For the string "ReqBody", work out how many lines of the data contain it and give that number with nothing added.

Start of DATA

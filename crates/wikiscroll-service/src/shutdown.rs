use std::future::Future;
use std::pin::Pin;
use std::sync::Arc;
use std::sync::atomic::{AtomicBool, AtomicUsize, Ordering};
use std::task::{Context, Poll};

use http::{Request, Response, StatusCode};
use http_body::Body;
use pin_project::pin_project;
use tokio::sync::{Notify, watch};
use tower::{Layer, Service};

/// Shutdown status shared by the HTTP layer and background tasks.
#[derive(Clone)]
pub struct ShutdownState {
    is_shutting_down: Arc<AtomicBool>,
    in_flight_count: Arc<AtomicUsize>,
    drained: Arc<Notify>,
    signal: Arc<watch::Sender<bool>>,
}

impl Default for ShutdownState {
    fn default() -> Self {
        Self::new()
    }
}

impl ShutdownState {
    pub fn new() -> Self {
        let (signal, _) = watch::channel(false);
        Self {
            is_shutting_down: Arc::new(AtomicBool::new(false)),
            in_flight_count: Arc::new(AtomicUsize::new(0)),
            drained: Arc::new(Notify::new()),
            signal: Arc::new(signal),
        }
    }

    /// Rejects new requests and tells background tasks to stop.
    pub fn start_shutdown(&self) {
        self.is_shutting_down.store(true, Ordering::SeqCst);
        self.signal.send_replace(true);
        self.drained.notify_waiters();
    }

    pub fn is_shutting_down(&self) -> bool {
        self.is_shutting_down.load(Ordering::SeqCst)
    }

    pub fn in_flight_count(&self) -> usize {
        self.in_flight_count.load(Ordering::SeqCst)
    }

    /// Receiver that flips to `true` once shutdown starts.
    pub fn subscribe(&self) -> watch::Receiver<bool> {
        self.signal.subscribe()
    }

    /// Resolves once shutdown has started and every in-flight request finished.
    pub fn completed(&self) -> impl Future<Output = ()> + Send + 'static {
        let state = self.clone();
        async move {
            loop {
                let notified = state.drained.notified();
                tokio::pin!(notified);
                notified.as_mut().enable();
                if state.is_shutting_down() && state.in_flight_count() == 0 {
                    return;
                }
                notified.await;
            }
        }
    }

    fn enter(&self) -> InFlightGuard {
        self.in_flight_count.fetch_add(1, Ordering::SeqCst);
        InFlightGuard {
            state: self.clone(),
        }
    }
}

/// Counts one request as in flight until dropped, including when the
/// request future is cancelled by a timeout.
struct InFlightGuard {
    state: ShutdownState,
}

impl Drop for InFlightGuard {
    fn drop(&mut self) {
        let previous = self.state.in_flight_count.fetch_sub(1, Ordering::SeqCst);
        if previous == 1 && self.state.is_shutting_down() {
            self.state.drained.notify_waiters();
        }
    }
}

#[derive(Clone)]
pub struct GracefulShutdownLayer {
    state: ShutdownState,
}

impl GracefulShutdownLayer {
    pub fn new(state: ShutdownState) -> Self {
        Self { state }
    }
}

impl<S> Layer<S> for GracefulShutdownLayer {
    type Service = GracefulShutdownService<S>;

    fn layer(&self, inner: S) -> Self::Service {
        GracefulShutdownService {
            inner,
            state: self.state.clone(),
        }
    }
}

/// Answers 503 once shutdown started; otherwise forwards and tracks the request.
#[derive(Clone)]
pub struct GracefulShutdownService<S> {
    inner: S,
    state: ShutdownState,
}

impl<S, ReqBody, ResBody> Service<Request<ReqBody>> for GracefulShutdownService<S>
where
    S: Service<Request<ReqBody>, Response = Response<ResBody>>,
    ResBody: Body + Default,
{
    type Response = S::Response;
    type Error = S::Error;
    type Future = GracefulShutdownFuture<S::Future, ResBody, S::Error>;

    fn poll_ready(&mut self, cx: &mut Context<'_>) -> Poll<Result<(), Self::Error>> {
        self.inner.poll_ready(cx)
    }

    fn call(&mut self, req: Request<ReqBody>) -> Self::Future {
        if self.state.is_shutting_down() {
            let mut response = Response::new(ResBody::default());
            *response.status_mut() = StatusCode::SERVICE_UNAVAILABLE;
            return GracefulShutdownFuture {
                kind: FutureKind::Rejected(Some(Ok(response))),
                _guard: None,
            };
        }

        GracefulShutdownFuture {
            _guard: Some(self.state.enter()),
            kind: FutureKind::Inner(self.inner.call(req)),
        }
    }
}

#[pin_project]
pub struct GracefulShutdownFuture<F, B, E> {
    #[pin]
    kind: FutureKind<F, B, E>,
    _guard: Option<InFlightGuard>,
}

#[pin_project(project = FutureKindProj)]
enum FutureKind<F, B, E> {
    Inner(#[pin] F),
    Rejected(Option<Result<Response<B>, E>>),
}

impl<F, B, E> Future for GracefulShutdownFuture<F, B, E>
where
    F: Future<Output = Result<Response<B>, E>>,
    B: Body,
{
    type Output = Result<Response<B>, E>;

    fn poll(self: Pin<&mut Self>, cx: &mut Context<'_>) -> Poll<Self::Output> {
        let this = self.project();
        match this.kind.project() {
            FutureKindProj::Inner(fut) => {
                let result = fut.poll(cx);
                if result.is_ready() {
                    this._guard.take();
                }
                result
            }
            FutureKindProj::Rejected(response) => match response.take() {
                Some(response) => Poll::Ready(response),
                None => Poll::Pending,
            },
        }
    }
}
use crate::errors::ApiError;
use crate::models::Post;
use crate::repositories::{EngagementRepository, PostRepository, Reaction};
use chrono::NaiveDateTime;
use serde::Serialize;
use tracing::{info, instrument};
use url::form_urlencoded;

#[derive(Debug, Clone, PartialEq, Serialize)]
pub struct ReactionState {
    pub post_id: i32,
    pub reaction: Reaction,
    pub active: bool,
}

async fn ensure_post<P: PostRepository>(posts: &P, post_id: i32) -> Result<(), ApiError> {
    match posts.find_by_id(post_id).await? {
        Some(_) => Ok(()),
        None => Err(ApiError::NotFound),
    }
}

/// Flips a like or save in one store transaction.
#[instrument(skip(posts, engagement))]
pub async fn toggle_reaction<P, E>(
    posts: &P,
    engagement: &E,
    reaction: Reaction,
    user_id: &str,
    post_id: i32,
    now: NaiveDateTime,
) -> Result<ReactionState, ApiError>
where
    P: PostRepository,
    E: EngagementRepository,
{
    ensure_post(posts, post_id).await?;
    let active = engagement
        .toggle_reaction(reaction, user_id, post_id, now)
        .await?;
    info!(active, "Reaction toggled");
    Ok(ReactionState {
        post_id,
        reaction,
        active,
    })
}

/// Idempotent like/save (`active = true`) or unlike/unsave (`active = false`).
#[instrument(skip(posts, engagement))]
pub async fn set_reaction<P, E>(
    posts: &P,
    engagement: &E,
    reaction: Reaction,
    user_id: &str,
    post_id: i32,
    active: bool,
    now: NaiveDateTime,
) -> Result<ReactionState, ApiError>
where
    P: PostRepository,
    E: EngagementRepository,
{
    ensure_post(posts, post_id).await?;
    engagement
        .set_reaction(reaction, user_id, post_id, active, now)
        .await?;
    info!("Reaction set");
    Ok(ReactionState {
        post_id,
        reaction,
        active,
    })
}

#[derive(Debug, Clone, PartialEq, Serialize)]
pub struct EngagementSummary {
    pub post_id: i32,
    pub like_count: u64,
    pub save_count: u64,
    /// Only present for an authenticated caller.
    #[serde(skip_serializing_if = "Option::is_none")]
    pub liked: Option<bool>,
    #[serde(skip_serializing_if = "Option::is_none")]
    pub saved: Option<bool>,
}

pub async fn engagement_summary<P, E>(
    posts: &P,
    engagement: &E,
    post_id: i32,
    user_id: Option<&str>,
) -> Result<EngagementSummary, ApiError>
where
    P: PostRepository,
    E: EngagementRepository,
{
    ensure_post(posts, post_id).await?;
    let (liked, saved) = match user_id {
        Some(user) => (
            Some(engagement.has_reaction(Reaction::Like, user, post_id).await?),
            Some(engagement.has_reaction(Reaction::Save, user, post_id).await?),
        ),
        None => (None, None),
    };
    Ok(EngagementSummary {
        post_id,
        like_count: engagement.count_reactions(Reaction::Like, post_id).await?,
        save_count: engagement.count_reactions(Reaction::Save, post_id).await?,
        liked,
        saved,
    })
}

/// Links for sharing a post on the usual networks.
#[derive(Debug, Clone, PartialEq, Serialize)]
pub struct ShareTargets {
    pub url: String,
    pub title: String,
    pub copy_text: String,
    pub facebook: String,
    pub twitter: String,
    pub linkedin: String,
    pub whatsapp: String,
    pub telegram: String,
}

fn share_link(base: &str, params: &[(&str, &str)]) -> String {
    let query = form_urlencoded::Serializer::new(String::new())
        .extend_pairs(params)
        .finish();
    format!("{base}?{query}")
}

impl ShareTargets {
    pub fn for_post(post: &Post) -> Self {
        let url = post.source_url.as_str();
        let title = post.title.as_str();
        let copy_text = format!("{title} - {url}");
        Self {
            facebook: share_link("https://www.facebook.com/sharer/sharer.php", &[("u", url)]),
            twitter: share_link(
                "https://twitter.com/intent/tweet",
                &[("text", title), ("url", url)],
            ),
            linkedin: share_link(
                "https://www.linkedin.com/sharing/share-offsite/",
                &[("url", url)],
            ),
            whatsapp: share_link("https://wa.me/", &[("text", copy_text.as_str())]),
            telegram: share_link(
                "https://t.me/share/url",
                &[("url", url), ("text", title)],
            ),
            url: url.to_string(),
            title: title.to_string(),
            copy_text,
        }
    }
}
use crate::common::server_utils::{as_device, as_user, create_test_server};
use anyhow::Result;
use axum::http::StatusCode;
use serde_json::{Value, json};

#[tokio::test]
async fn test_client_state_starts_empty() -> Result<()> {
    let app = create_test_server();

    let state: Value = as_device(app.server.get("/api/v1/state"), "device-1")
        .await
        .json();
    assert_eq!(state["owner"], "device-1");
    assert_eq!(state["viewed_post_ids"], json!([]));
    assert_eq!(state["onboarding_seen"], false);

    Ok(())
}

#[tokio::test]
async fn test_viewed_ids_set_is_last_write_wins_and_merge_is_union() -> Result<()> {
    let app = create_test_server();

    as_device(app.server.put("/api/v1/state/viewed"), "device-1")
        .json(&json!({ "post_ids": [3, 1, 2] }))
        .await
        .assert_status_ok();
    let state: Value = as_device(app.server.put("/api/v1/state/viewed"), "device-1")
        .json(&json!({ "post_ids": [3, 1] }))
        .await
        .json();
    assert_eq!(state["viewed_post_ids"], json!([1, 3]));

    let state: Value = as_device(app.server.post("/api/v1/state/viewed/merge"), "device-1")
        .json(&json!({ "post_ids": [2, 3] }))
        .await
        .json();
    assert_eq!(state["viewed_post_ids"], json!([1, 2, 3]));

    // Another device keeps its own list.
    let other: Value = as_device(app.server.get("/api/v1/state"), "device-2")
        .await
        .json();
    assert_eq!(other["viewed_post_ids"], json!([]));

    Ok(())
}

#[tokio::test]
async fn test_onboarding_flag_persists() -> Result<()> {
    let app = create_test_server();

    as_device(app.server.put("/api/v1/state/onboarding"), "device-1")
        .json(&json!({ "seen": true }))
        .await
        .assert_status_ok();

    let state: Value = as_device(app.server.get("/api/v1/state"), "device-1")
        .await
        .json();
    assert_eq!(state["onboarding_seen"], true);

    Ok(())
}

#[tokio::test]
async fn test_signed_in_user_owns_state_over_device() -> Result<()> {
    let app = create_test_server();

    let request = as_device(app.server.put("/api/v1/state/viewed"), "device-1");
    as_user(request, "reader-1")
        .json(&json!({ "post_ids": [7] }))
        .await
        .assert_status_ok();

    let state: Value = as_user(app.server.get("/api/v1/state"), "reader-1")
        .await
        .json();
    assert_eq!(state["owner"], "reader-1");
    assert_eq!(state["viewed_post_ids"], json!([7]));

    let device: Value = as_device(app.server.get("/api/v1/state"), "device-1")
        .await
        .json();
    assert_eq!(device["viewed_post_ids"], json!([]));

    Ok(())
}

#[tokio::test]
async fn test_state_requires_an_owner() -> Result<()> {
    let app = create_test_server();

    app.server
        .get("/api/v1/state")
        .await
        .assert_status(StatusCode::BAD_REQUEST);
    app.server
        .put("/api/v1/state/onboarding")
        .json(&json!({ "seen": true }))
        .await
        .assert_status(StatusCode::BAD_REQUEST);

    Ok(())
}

End of DATA

OUTPUT FOR THIS EXERCISE | 3